There is a total of 62 cases of Z. capensis with color aberrations. All kinds of the most common aberrations detailed by van Grouw (2021) were represented in this species (Table 1), even the most variants of each aberration (Fig. 1). One individual that could not be identified with certainty but the most probably it is most likely a variant of Dilution (Fig. 6m in Buitrón-Jurado et al. In press). In Progressive Greying, we found individuals with pink bills and feet (n = 6) and also with normal-colored bills and feet (n = 33). In Leucism individuals one shows normal colored bills and feet and the other one pinkish bills and feet. In Melanism, two of the three ways proposed by van Grouw (2021): (1) any individual with all of the plumage darker; (2) two individuals with normally dark markings bolder and noticeably ‘overrun’ their typical boundaries (Fig. 2A, and https://ebird.org/argentina/checklist/S70684198); and (3) six individuals showed the normal pattern and pigment distribution is changed, but the plumage is not necessarily darker (Fig. 2B-E, https://ebird.org/checklist/S34804144 and https://ebird.org/chile/checklist/S74353499).

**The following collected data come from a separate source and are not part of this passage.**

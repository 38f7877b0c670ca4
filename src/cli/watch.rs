// SPDX-License-Identifier: MIT OR Apache-2.0
// Copyright (c) 2025 stagegraph contributors

//! Watch command - re-validate a descriptor on change

use colored::Colorize;
use miette::Result;
use notify::{RecursiveMode, Watcher};
use notify_debouncer_mini::{new_debouncer, DebouncedEventKind};
use std::path::{Path, PathBuf};
use std::sync::mpsc::channel;
use std::time::Duration;

use super::{current_dir, validate};

/// Run the watch command
pub async fn run(descriptor_path: PathBuf, debounce_ms: u64, verbose: bool) -> Result<()> {
    if !descriptor_path.exists() {
        return Err(miette::miette!(
            "Descriptor file not found: {}",
            descriptor_path.display()
        ));
    }

    // Editors often replace the file on save, so watch its directory
    let target = current_dir()?.join(&descriptor_path);
    let directory = target
        .parent()
        .map(Path::to_path_buf)
        .unwrap_or_else(|| PathBuf::from("."));
    let file_name = target.file_name().map(|n| n.to_os_string());

    println!("{}", "Starting watch mode...".bold());
    println!(
        "Watching {} (debounce: {}ms)",
        descriptor_path.display(),
        debounce_ms
    );
    println!("Press {} to exit.", "Ctrl+C".cyan());
    println!();

    let (tx, rx) = channel();

    let mut debouncer = new_debouncer(Duration::from_millis(debounce_ms), tx)
        .map_err(|e| miette::miette!("Failed to create file watcher: {}", e))?;

    debouncer
        .watcher()
        .watch(&directory, RecursiveMode::NonRecursive)
        .map_err(|e| miette::miette!("Failed to start watching: {}", e))?;

    revalidate(&descriptor_path, verbose);

    loop {
        match rx.recv() {
            Ok(Ok(events)) => {
                let changed = events
                    .iter()
                    .filter(|e| matches!(e.kind, DebouncedEventKind::Any))
                    .any(|e| e.path.file_name() == file_name.as_deref());

                if changed {
                    println!();
                    println!("{}", "─".repeat(50).dimmed());
                    println!("{}", "Descriptor changed".yellow());
                    revalidate(&descriptor_path, verbose);
                }
            }
            Ok(Err(e)) => {
                eprintln!("{}: {:?}", "Watch error".red(), e);
            }
            Err(e) => {
                eprintln!("{}: {}", "Channel error".red(), e);
                break;
            }
        }
    }

    Ok(())
}

fn revalidate(descriptor_path: &Path, verbose: bool) {
    match validate::check(descriptor_path, verbose) {
        Ok(true) => println!("{}", "Descriptor is valid".green()),
        Ok(false) => println!("{}", "Descriptor has errors".red()),
        Err(e) => eprintln!("{}: {}", "Failed to load descriptor".red(), e),
    }
}
// SPDX-License-Identifier: MIT OR Apache-2.0
// Copyright (c) 2025 stagegraph contributors

//! CLI command definitions and handlers
//!
//! Defines the command-line interface for stagegraph.

pub mod fields;
pub mod fmt;
pub mod graph;
pub mod owner;
pub mod store;
pub mod validate;
pub mod watch;

mod output;

use clap::{Parser, Subcommand, ValueEnum};
use miette::Result;
use std::path::{Path, PathBuf};

use crate::convert::{graph_from_descriptor, Conversion};
use crate::descriptor::Descriptor;

/// Pipeline descriptor graph tool
///
/// Inspect, lint and normalize pipeline descriptors.
#[derive(Parser, Debug)]
#[clap(
    name = "stagegraph",
    version,
    about = "Inspect, lint and normalize pipeline descriptors",
    long_about = None,
    after_help = "Examples:\n\
        stagegraph validate pipeline.yaml           Lint a descriptor\n\
        stagegraph graph pipeline.yaml -f mermaid   Render dependencies\n\
        stagegraph fields pipeline.yaml             List operator inputs\n\
        stagegraph store list                       Show stored pipelines\n\n\
        See 'stagegraph <command> --help' for more information on a specific command."
)]
pub struct Cli {
    #[clap(subcommand)]
    pub command: Commands,

    /// Enable verbose output
    #[clap(short, long, global = true)]
    pub verbose: bool,

    /// Change to directory before executing
    #[clap(short = 'C', long, global = true, value_name = "DIR")]
    pub directory: Option<PathBuf>,
}

#[derive(Subcommand, Debug)]
pub enum Commands {
    /// Parse and lint a descriptor
    Validate {
        /// Descriptor file (YAML or JSON)
        descriptor: PathBuf,
    },

    /// Show stage dependencies as a graph
    Graph {
        /// Descriptor file
        descriptor: PathBuf,

        /// Output format
        #[clap(short, long, value_enum, default_value_t = GraphFormat::Text)]
        format: GraphFormat,
    },

    /// Show the environment that owns a stage
    Owner {
        /// Descriptor file
        descriptor: PathBuf,

        /// Stage name
        stage: String,
    },

    /// List the configuration fields an operator must fill in
    Fields {
        /// Descriptor file
        descriptor: PathBuf,

        /// Output format
        #[clap(short, long, value_enum, default_value_t = OutputFormat::Text)]
        format: OutputFormat,
    },

    /// Rewrite a descriptor in normalized form
    Fmt {
        /// Descriptor file
        descriptor: PathBuf,

        /// Write JSON instead of the configured format
        #[clap(long)]
        json: bool,

        /// Output file (default: stdout)
        #[clap(short, long)]
        output: Option<PathBuf>,
    },

    /// Manage the descriptor store
    Store {
        #[clap(subcommand)]
        action: StoreAction,
    },

    /// Re-validate a descriptor whenever it changes
    Watch {
        /// Descriptor file
        descriptor: PathBuf,

        /// Debounce delay in milliseconds
        #[clap(long, default_value = "500")]
        debounce: u64,
    },
}

/// Store actions
#[derive(Subcommand, Debug, Clone)]
pub enum StoreAction {
    /// List stored pipelines
    List,

    /// Print a stored descriptor
    Get {
        /// Pipeline id
        id: String,
    },

    /// Store a descriptor file under an id
    Put {
        /// Pipeline id
        id: String,

        /// Descriptor file
        file: PathBuf,
    },

    /// Remove a stored descriptor
    Delete {
        /// Pipeline id
        id: String,
    },
}

/// Output format for listings
#[derive(Debug, Clone, Copy, PartialEq, Eq, ValueEnum)]
pub enum OutputFormat {
    Text,
    Json,
}

/// Graph output format
#[derive(Debug, Clone, Copy, PartialEq, Eq, ValueEnum)]
pub enum GraphFormat {
    Text,
    Dot,
    Mermaid,
}

/// Read and parse a descriptor file
pub(crate) fn load_descriptor(path: &Path) -> Result<Descriptor> {
    if !path.exists() {
        return Err(miette::miette!(
            "Descriptor file not found: {}",
            path.display()
        ));
    }

    Ok(Descriptor::from_file(path)?)
}

/// Read a descriptor file and convert it into a graph
pub(crate) fn load_graph(path: &Path) -> Result<Conversion> {
    let descriptor = load_descriptor(path)?;
    Ok(graph_from_descriptor(descriptor))
}

/// Current working directory as a diagnostic-friendly result
pub(crate) fn current_dir() -> Result<PathBuf> {
    std::env::current_dir().map_err(|e| miette::miette!("Failed to get current directory: {}", e))
}
// SPDX-License-Identifier: MIT OR Apache-2.0
// Copyright (c) 2025 stagegraph contributors

//! Validate command - lint a descriptor

use colored::Colorize;
use miette::Result;
use std::path::{Path, PathBuf};

use super::{load_descriptor, output};
use crate::convert::graph_from_descriptor;
use crate::descriptor::DescriptorValidator;
use crate::environment::resolve_owning_environment;

/// Run the validate command
pub async fn run(descriptor_path: PathBuf, verbose: bool) -> Result<()> {
    println!("{}", "Validating descriptor...".bold());

    if check(&descriptor_path, verbose)? {
        println!();
        println!("{}", "Descriptor is valid!".green().bold());
        Ok(())
    } else {
        Err(miette::miette!("Descriptor validation failed"))
    }
}

/// Parse and lint a descriptor, printing a report
///
/// Returns whether the descriptor has no errors. Parse failures are
/// returned as errors.
pub(crate) fn check(descriptor_path: &Path, verbose: bool) -> Result<bool> {
    let descriptor = match load_descriptor(descriptor_path) {
        Ok(d) => d,
        Err(e) => {
            output::failed("Failed to parse descriptor");
            return Err(e);
        }
    };

    println!();
    output::ok(&format!(
        "Parsed '{}' ({} stages)",
        descriptor.metadata.name,
        descriptor.spec.stages.len()
    ));

    let validation = DescriptorValidator::validate(&descriptor);

    if !validation.errors.is_empty() {
        output::section("Errors");
        for error in &validation.errors {
            output::failed(error);
        }
    }

    if validation.has_warnings() {
        output::section("Warnings");
        for warning in &validation.warnings {
            output::warn(warning);
        }
    }

    if verbose {
        let conversion = graph_from_descriptor(descriptor.clone());
        let graph = &conversion.graph;

        output::section("Pipeline summary");
        output::field("Name", &descriptor.metadata.name);
        output::field("Version", &descriptor.metadata.version);
        output::field("Stages", graph.node_count());
        output::field("Dependencies", graph.edge_count());

        for node in graph.nodes() {
            let owner = resolve_owning_environment(graph, &node.id)
                .map(|env| format!(" [env: {}]", env.label))
                .unwrap_or_default();
            println!(
                "    - {} ({}){}",
                node.label,
                node.stage_type,
                owner.dimmed()
            );
        }
    }

    Ok(validation.is_valid())
}
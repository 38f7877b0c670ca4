// SPDX-License-Identifier: MIT OR Apache-2.0
// Copyright (c) 2025 stagegraph contributors

//! Pipeline descriptors
//!
//! The serialized form of a pipeline: `apiVersion`, `kind`, `metadata` and
//! `spec`, with the stage list keyed by stage name.

mod definition;
mod validation;
mod value;

pub use definition::*;
pub use validation::{DescriptorValidator, ValidationResult};
pub use value::{ConfigMap, ConfigValue};
// SPDX-License-Identifier: MIT OR Apache-2.0
// Copyright (c) 2025 stagegraph contributors

//! Descriptor validation
//!
//! Lints a parsed descriptor before it is loaded into an editor or stored.
//! Conversion itself is tolerant, so everything here is advisory.

use std::collections::HashSet;

use super::{Descriptor, Stage, PIPELINE_KIND};
use crate::convert::{graph_from_descriptor, SkipReason};
use crate::errors::StagegraphError;
use crate::graph::category::tool_name;
use crate::graph::{Category, DependencyGraph};

/// Descriptor validator
pub struct DescriptorValidator;

impl DescriptorValidator {
    /// Validate a descriptor
    pub fn validate(descriptor: &Descriptor) -> ValidationResult {
        let mut result = ValidationResult::new();

        if descriptor.kind != PIPELINE_KIND {
            result.add_error(&format!(
                "Unsupported kind '{}', expected '{}'",
                descriptor.kind, PIPELINE_KIND
            ));
        }

        if descriptor.metadata.name.trim().is_empty() {
            result.add_warning("Pipeline has no name");
        }

        if descriptor.spec.stages.is_empty() {
            result.add_warning("Pipeline has no stages defined");
            return result;
        }

        let mut seen_names = HashSet::new();
        for stage in &descriptor.spec.stages {
            if !stage.name.is_empty() && !seen_names.insert(stage.name.as_str()) {
                result.add_error(&format!("Duplicate stage name: '{}'", stage.name));
            }
        }

        for (index, stage) in descriptor.spec.stages.iter().enumerate() {
            Self::validate_stage(index, stage, &mut result);
        }

        let conversion = graph_from_descriptor(descriptor.clone());
        for skipped in &conversion.skipped {
            match skipped.reason {
                SkipReason::Unresolved => result.add_warning(&format!(
                    "Stage '{}' depends on unknown stage '{}'; the dependency will be dropped",
                    skipped.stage, skipped.dependency
                )),
                SkipReason::SelfReference => result.add_warning(&format!(
                    "Stage '{}' depends on itself; the dependency will be dropped",
                    skipped.stage
                )),
            }
        }

        match DependencyGraph::build(&conversion.graph).topological_order() {
            Ok(_) => {}
            Err(StagegraphError::CircularDependency { stages }) => {
                result.add_error(&format!("Circular dependency: {}", stages.join(" -> ")));
            }
            Err(e) => result.add_error(&format!("Dependency analysis failed: {}", e)),
        }

        result
    }

    fn validate_stage(index: usize, stage: &Stage, result: &mut ValidationResult) {
        if stage.name.trim().is_empty() {
            result.add_error(&format!("Stage #{} has an empty name", index + 1));
        }

        let name = if stage.name.is_empty() {
            format!("#{}", index + 1)
        } else {
            format!("'{}'", stage.name)
        };

        if stage.stage_type.trim().is_empty() {
            result.add_error(&format!("Stage {}: type is empty", name));
            return;
        }

        match Category::classify(&stage.stage_type) {
            Category::Other => result.add_warning(&format!(
                "Stage {}: type '{}' has no known category prefix",
                name, stage.stage_type
            )),
            Category::Plan | Category::Release
                if tool_name(&stage.stage_type).is_none() =>
            {
                result.add_warning(&format!(
                    "Stage {}: type '{}' names no tool, no configuration field will be derived",
                    name, stage.stage_type
                ));
            }
            _ => {}
        }
    }
}

/// Result of descriptor validation
#[derive(Debug, Default)]
pub struct ValidationResult {
    pub errors: Vec<String>,
    pub warnings: Vec<String>,
}

impl ValidationResult {
    pub fn new() -> Self {
        Self::default()
    }

    pub fn add_error(&mut self, message: &str) {
        self.errors.push(message.to_string());
    }

    pub fn add_warning(&mut self, message: &str) {
        self.warnings.push(message.to_string());
    }

    pub fn is_valid(&self) -> bool {
        self.errors.is_empty()
    }

    pub fn has_warnings(&self) -> bool {
        !self.warnings.is_empty()
    }
}
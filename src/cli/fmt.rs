// SPDX-License-Identifier: MIT OR Apache-2.0
// Copyright (c) 2025 stagegraph contributors

//! Fmt command - rewrite a descriptor through the graph model
//!
//! Missing positions are filled in, unresolved dependencies dropped and
//! timestamps refreshed.

use colored::Colorize;
use miette::Result;
use std::path::PathBuf;

use super::{current_dir, load_graph};
use crate::config::Config;
use crate::convert::to_descriptor;
use crate::descriptor::DescriptorFormat;

/// Run the fmt command
pub async fn run(
    descriptor_path: PathBuf,
    json: bool,
    output: Option<PathBuf>,
    verbose: bool,
) -> Result<()> {
    let config = Config::discover(&current_dir()?)?;
    let format = if json {
        DescriptorFormat::Json
    } else {
        config.output.format
    };

    // Dropped dependencies are logged by the conversion
    let conversion = load_graph(&descriptor_path)?;

    let text = to_descriptor(&conversion.graph, &conversion.metadata).to_text(format)?;

    match output {
        Some(path) => {
            std::fs::write(&path, text).map_err(|e| {
                miette::miette!("Failed to write '{}': {}", path.display(), e)
            })?;
            if verbose {
                println!("{} {}", "Wrote".green(), path.display());
            }
        }
        None => print!("{}", text),
    }

    Ok(())
}
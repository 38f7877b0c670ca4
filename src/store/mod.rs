// SPDX-License-Identifier: MIT OR Apache-2.0
// Copyright (c) 2025 stagegraph contributors

//! Descriptor storage
//!
//! Descriptors are stored as text keyed by pipeline id. Two backends:
//! - `MemoryStore`: in-process map, for tests and embedding
//! - `FilesystemStore`: one file per descriptor in a directory
//!
//! Both also accept notification policy snapshots from a
//! [`PolicySaver`](crate::notification::PolicySaver).

mod filesystem;
mod memory;

pub use filesystem::FilesystemStore;
pub use memory::MemoryStore;

use async_trait::async_trait;
use regex::Regex;
use std::collections::BTreeMap;
use std::sync::OnceLock;

use crate::convert::{from_descriptor_with_report, to_descriptor, Conversion};
use crate::descriptor::{DescriptorFormat, PipelineMetadata};
use crate::errors::{StagegraphError, StagegraphResult};
use crate::graph::StageGraph;

/// Storage backend for descriptor text
#[async_trait]
pub trait DescriptorStore: Send + Sync {
    /// Descriptor text stored under `id`, if any
    async fn get(&self, id: &str) -> StagegraphResult<Option<String>>;

    /// Store descriptor text under `id`, replacing any previous value
    async fn put(&self, id: &str, text: &str) -> StagegraphResult<()>;

    /// Remove the descriptor stored under `id`
    async fn delete(&self, id: &str) -> StagegraphResult<()>;

    /// Every stored descriptor, keyed by id
    async fn list_all(&self) -> StagegraphResult<BTreeMap<String, String>>;
}

fn id_pattern() -> Option<&'static Regex> {
    static PATTERN: OnceLock<Option<Regex>> = OnceLock::new();
    PATTERN
        .get_or_init(|| Regex::new(r"^[A-Za-z0-9_-][A-Za-z0-9._-]*$").ok())
        .as_ref()
}

/// Check that `id` can be used as a storage key
///
/// Ids are non-empty, use only `[A-Za-z0-9._-]` and do not start with a dot.
pub fn validate_id(id: &str) -> StagegraphResult<()> {
    if id_pattern().is_some_and(|pattern| pattern.is_match(id)) {
        Ok(())
    } else {
        Err(StagegraphError::InvalidDescriptorId { id: id.to_string() })
    }
}

/// Load a stored pipeline into a graph
pub async fn load_pipeline(
    store: &dyn DescriptorStore,
    id: &str,
) -> StagegraphResult<Conversion> {
    let text = store
        .get(id)
        .await?
        .ok_or_else(|| StagegraphError::DescriptorNotFound { id: id.to_string() })?;

    from_descriptor_with_report(&text)
}

/// Serialize a graph and store it under `id`
pub async fn save_pipeline(
    store: &dyn DescriptorStore,
    id: &str,
    graph: &StageGraph,
    metadata: &PipelineMetadata,
    format: DescriptorFormat,
) -> StagegraphResult<()> {
    let text = to_descriptor(graph, metadata).to_text(format)?;
    store.put(id, &text).await
}
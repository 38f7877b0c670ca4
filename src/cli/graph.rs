// SPDX-License-Identifier: MIT OR Apache-2.0
// Copyright (c) 2025 stagegraph contributors

//! Graph command - render stage dependencies

use miette::Result;
use std::path::PathBuf;

use super::{load_graph, GraphFormat};
use crate::graph::DependencyGraph;

/// Run the graph command
pub async fn run(descriptor_path: PathBuf, format: GraphFormat, _verbose: bool) -> Result<()> {
    let conversion = load_graph(&descriptor_path)?;
    let dag = DependencyGraph::build(&conversion.graph);

    let output = match format {
        GraphFormat::Text => dag.to_text(),
        GraphFormat::Dot => dag.to_dot(),
        GraphFormat::Mermaid => dag.to_mermaid(),
    };

    println!("{}", output);

    Ok(())
}
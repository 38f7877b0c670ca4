// SPDX-License-Identifier: MIT OR Apache-2.0
// Copyright (c) 2025 stagegraph contributors

//! Project configuration
//!
//! Loaded from `.stagegraph.yaml`, `.stagegraph.yml` or `.stagegraph.toml`
//! in the working directory. Every field has a default, so a missing file
//! or a partial one is fine.

use serde::{Deserialize, Serialize};
use std::path::{Path, PathBuf};
use std::time::Duration;

use crate::descriptor::DescriptorFormat;
use crate::errors::{StagegraphError, StagegraphResult};

/// File names searched by [`Config::discover`], in order
pub const CONFIG_FILE_NAMES: &[&str] = &[".stagegraph.yaml", ".stagegraph.yml", ".stagegraph.toml"];

/// Project configuration
#[derive(Debug, Clone, Default, PartialEq, Serialize, Deserialize)]
pub struct Config {
    #[serde(default)]
    pub store: StoreConfig,

    #[serde(default)]
    pub notifications: NotificationConfig,

    #[serde(default)]
    pub output: OutputConfig,
}

/// Descriptor store settings
#[derive(Debug, Clone, PartialEq, Serialize, Deserialize)]
pub struct StoreConfig {
    /// Directory of the filesystem store, relative to the project root
    #[serde(default = "default_store_directory")]
    pub directory: PathBuf,
}

fn default_store_directory() -> PathBuf {
    PathBuf::from(".stagegraph").join("pipelines")
}

impl Default for StoreConfig {
    fn default() -> Self {
        Self {
            directory: default_store_directory(),
        }
    }
}

/// Notification policy persistence settings
#[derive(Debug, Clone, PartialEq, Serialize, Deserialize)]
pub struct NotificationConfig {
    /// Quiescence window before a policy snapshot is written
    #[serde(default = "default_debounce_ms")]
    pub debounce_ms: u64,
}

fn default_debounce_ms() -> u64 {
    crate::notification::DEFAULT_DEBOUNCE.as_millis() as u64
}

impl Default for NotificationConfig {
    fn default() -> Self {
        Self {
            debounce_ms: default_debounce_ms(),
        }
    }
}

impl NotificationConfig {
    pub fn debounce_window(&self) -> Duration {
        Duration::from_millis(self.debounce_ms)
    }
}

/// Output settings
#[derive(Debug, Clone, Default, PartialEq, Serialize, Deserialize)]
pub struct OutputConfig {
    /// Format used when writing descriptors
    #[serde(default)]
    pub format: DescriptorFormat,
}

impl Config {
    /// Load configuration from a file, choosing the parser by extension
    pub fn load(path: &Path) -> StagegraphResult<Self> {
        let content = std::fs::read_to_string(path)?;

        let parsed = match path.extension().and_then(|e| e.to_str()) {
            Some("toml") => toml::from_str(&content).map_err(|e| e.to_string()),
            _ => serde_yaml::from_str::<Option<Config>>(&content)
                .map(Option::unwrap_or_default)
                .map_err(|e| e.to_string()),
        };

        parsed.map_err(|message| StagegraphError::Config {
            path: path.to_path_buf(),
            message,
        })
    }

    /// Load the first configuration file found in `dir`, or defaults
    pub fn discover(dir: &Path) -> StagegraphResult<Self> {
        match Self::find(dir) {
            Some(path) => {
                tracing::debug!(path = %path.display(), "loading configuration");
                Self::load(&path)
            }
            None => Ok(Self::default()),
        }
    }

    /// Path of the configuration file in `dir`, if there is one
    pub fn find(dir: &Path) -> Option<PathBuf> {
        CONFIG_FILE_NAMES
            .iter()
            .map(|name| dir.join(name))
            .find(|path| path.is_file())
    }

    /// Store directory resolved against the project root
    pub fn store_directory(&self, root: &Path) -> PathBuf {
        root.join(&self.store.directory)
    }
}

#[cfg(test)]
mod tests {
    use super::*;
    use tempfile::TempDir;

    #[test]
    fn test_defaults_without_file() {
        let temp = TempDir::new().unwrap();
        let config = Config::discover(temp.path()).unwrap();

        assert_eq!(config, Config::default());
        assert_eq!(config.notifications.debounce_window(), Duration::from_secs(1));
        assert_eq!(config.output.format, DescriptorFormat::Yaml);
        assert_eq!(
            config.store_directory(temp.path()),
            temp.path().join(".stagegraph").join("pipelines")
        );
    }

    #[test]
    fn test_load_partial_yaml() {
        let temp = TempDir::new().unwrap();
        std::fs::write(
            temp.path().join(".stagegraph.yaml"),
            "notifications:\n  debounce_ms: 250\noutput:\n  format: json\n",
        )
        .unwrap();

        let config = Config::discover(temp.path()).unwrap();
        assert_eq!(config.notifications.debounce_ms, 250);
        assert_eq!(config.output.format, DescriptorFormat::Json);
        assert_eq!(config.store, StoreConfig::default());
    }

    #[test]
    fn test_load_toml() {
        let temp = TempDir::new().unwrap();
        std::fs::write(
            temp.path().join(".stagegraph.toml"),
            "[store]\ndirectory = \"pipelines\"\n",
        )
        .unwrap();

        let config = Config::discover(temp.path()).unwrap();
        assert_eq!(config.store.directory, PathBuf::from("pipelines"));
        assert_eq!(config.notifications.debounce_ms, 1000);
    }

    #[test]
    fn test_empty_yaml_is_default() {
        let temp = TempDir::new().unwrap();
        let path = temp.path().join(".stagegraph.yml");
        std::fs::write(&path, "").unwrap();

        assert_eq!(Config::load(&path).unwrap(), Config::default());
    }

    #[test]
    fn test_invalid_file_reports_path() {
        let temp = TempDir::new().unwrap();
        let path = temp.path().join(".stagegraph.yaml");
        std::fs::write(&path, "output:\n  format: xml\n").unwrap();

        match Config::load(&path) {
            Err(StagegraphError::Config { path: reported, .. }) => assert_eq!(reported, path),
            other => panic!("expected config error, got {:?}", other),
        }
    }
}
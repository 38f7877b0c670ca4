// SPDX-License-Identifier: MIT OR Apache-2.0
// Copyright (c) 2025 stagegraph contributors

//! Error types
//!
//! Every fallible operation in stagegraph returns a [`StagegraphError`],
//! which doubles as a `miette` diagnostic for the CLI.

use miette::Diagnostic;
use std::path::PathBuf;
use thiserror::Error;

/// Result type for stagegraph operations
pub type StagegraphResult<T> = Result<T, StagegraphError>;

/// Main error type for stagegraph
#[derive(Error, Debug, Diagnostic)]
pub enum StagegraphError {
    // ─────────────────────────────────────────────────────────────────────────
    // Descriptor Errors
    // ─────────────────────────────────────────────────────────────────────────
    #[error("Invalid pipeline descriptor: {reason}")]
    #[diagnostic(code(stagegraph::format))]
    Format {
        reason: String,
        #[help]
        help: Option<String>,
    },

    // ─────────────────────────────────────────────────────────────────────────
    // Graph Errors
    // ─────────────────────────────────────────────────────────────────────────
    #[error("Node '{id}' does not exist in the graph")]
    #[diagnostic(code(stagegraph::unknown_node))]
    UnknownNode { id: String },

    #[error("Node '{id}' already exists in the graph")]
    #[diagnostic(
        code(stagegraph::duplicate_node),
        help("Use StageGraph::next_node_id to allocate a free id")
    )]
    DuplicateNode { id: String },

    #[error("Node '{id}' cannot depend on itself")]
    #[diagnostic(code(stagegraph::self_dependency))]
    SelfDependency { id: String },

    #[error("Circular dependency detected: {}", stages.join(" -> "))]
    #[diagnostic(
        code(stagegraph::circular_dependency),
        help("Review your stage dependencies to remove the cycle")
    )]
    CircularDependency { stages: Vec<String> },

    #[error("Stage '{stage}' not found in pipeline")]
    #[diagnostic(code(stagegraph::stage_not_found))]
    StageNotFound { stage: String },

    // ─────────────────────────────────────────────────────────────────────────
    // Store Errors
    // ─────────────────────────────────────────────────────────────────────────
    #[error("Pipeline '{id}' not found in store")]
    #[diagnostic(
        code(stagegraph::descriptor_not_found),
        help("Run 'stagegraph store list' to see stored pipelines")
    )]
    DescriptorNotFound { id: String },

    #[error("Invalid pipeline id '{id}'")]
    #[diagnostic(
        code(stagegraph::invalid_descriptor_id),
        help("Ids may contain letters, digits, '.', '_' and '-', and must not start with '.'")
    )]
    InvalidDescriptorId { id: String },

    #[error("Store error: {message}")]
    #[diagnostic(code(stagegraph::store_error))]
    Store { message: String },

    // ─────────────────────────────────────────────────────────────────────────
    // Configuration Errors
    // ─────────────────────────────────────────────────────────────────────────
    #[error("Invalid configuration in '{path}': {message}")]
    #[diagnostic(code(stagegraph::config_error))]
    Config { path: PathBuf, message: String },

    // ─────────────────────────────────────────────────────────────────────────
    // IO/System Errors
    // ─────────────────────────────────────────────────────────────────────────
    #[error("IO error: {message}")]
    #[diagnostic(code(stagegraph::io_error))]
    Io { message: String },

    #[error("YAML error: {message}")]
    #[diagnostic(code(stagegraph::yaml_error))]
    Yaml { message: String },

    #[error("JSON error: {message}")]
    #[diagnostic(code(stagegraph::json_error))]
    Json { message: String },

    #[error("TOML parsing error: {message}")]
    #[diagnostic(code(stagegraph::toml_error))]
    Toml { message: String },
}

impl From<std::io::Error> for StagegraphError {
    fn from(e: std::io::Error) -> Self {
        Self::Io { message: e.to_string() }
    }
}

impl From<serde_yaml::Error> for StagegraphError {
    fn from(e: serde_yaml::Error) -> Self {
        Self::Yaml { message: e.to_string() }
    }
}

impl From<serde_json::Error> for StagegraphError {
    fn from(e: serde_json::Error) -> Self {
        Self::Json { message: e.to_string() }
    }
}

impl From<toml::de::Error> for StagegraphError {
    fn from(e: toml::de::Error) -> Self {
        Self::Toml { message: e.to_string() }
    }
}

impl StagegraphError {
    /// Descriptor text could not be parsed
    pub fn unparseable(error: impl std::fmt::Display) -> Self {
        Self::Format {
            reason: error.to_string(),
            help: Some("Descriptors are YAML or JSON documents with apiVersion, kind, metadata and spec".into()),
        }
    }

    /// Descriptor parsed but is not a pipeline
    pub fn unsupported_kind(kind: &str) -> Self {
        Self::Format {
            reason: format!("expected kind 'Pipeline', found '{}'", kind),
            help: Some("Set 'kind: Pipeline' at the top level of the descriptor".into()),
        }
    }

    /// Whether this error is a descriptor format error
    pub fn is_format(&self) -> bool {
        matches!(self, Self::Format { .. })
    }
}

To summarise aberrations as grouped as Progressive Greying (n= 39), Brown (n= 8), Melanism (n= 8), Leucism (n= 2), Albinism (n= 2), Ino (n= 2), and Dilution (1). Records come from nine countries: Ecuador (n= 25), Chile (n= 11), Argentina (n= 10), Peru (n= 7), Brazil (n= 3), Costa Rica (n= 3), Bolivia (n= 1), Guatemala (n= 1), and Uruguay (n= 1). Finally, 34 records come from rural habitats in contrast to 28 from urban (Table 1).
Consistent patterns of atypical plumage patches could provide insight into the evolution of color patterning (Aguillon and Shultz 2023), as five individuals have been reported as Leucistic from different countries, showing white heads (Fuentes and González-Acuña 2011; Cadena-Ortiz et al. 2015; Tiravanti et al. 2021), from all list, 20 individuals identified as Progressive Greying, show some to all white head (Table 1); also our melanistic family showed an abnormal head pattern (Fig. Fig. 2B, C), similar to a male of Dark-eyed Junco Junco hyemalis, which is a sister genus (Barker et al. 2013; Lougheed et al. 2013). So the head could be an important feature for mate choice, and then in the evolution of Z. capensis. Whereas plumage patterns on the other parts of the body could be essential for other functions, for example, it has been suggested that the dorsal patterning and coloration in Eremophila alpestris, closely similar to Z. capensis, is associated with environmental conditions to avoid visual detection by avian predators (Mason and Bowie 2020).
The frequencies of birds with plumage aberrations are related to genetic factors, especially in populations with a high degree of endogamy (Bensch et al. 2000), that would not apply to Z. capensis, which is common and abundant (Rising and Jaramillo 2020). On the other hand, urban or highly polluted environments would seem to favor the greater presence of aberrations (Møller and Mousseau 2007), although Z. capensis that showed aberrations recorded a similar number in urban as well as rural habitats. We highlight that it is important to continue publishing these kinds of records to show patterns if they exist.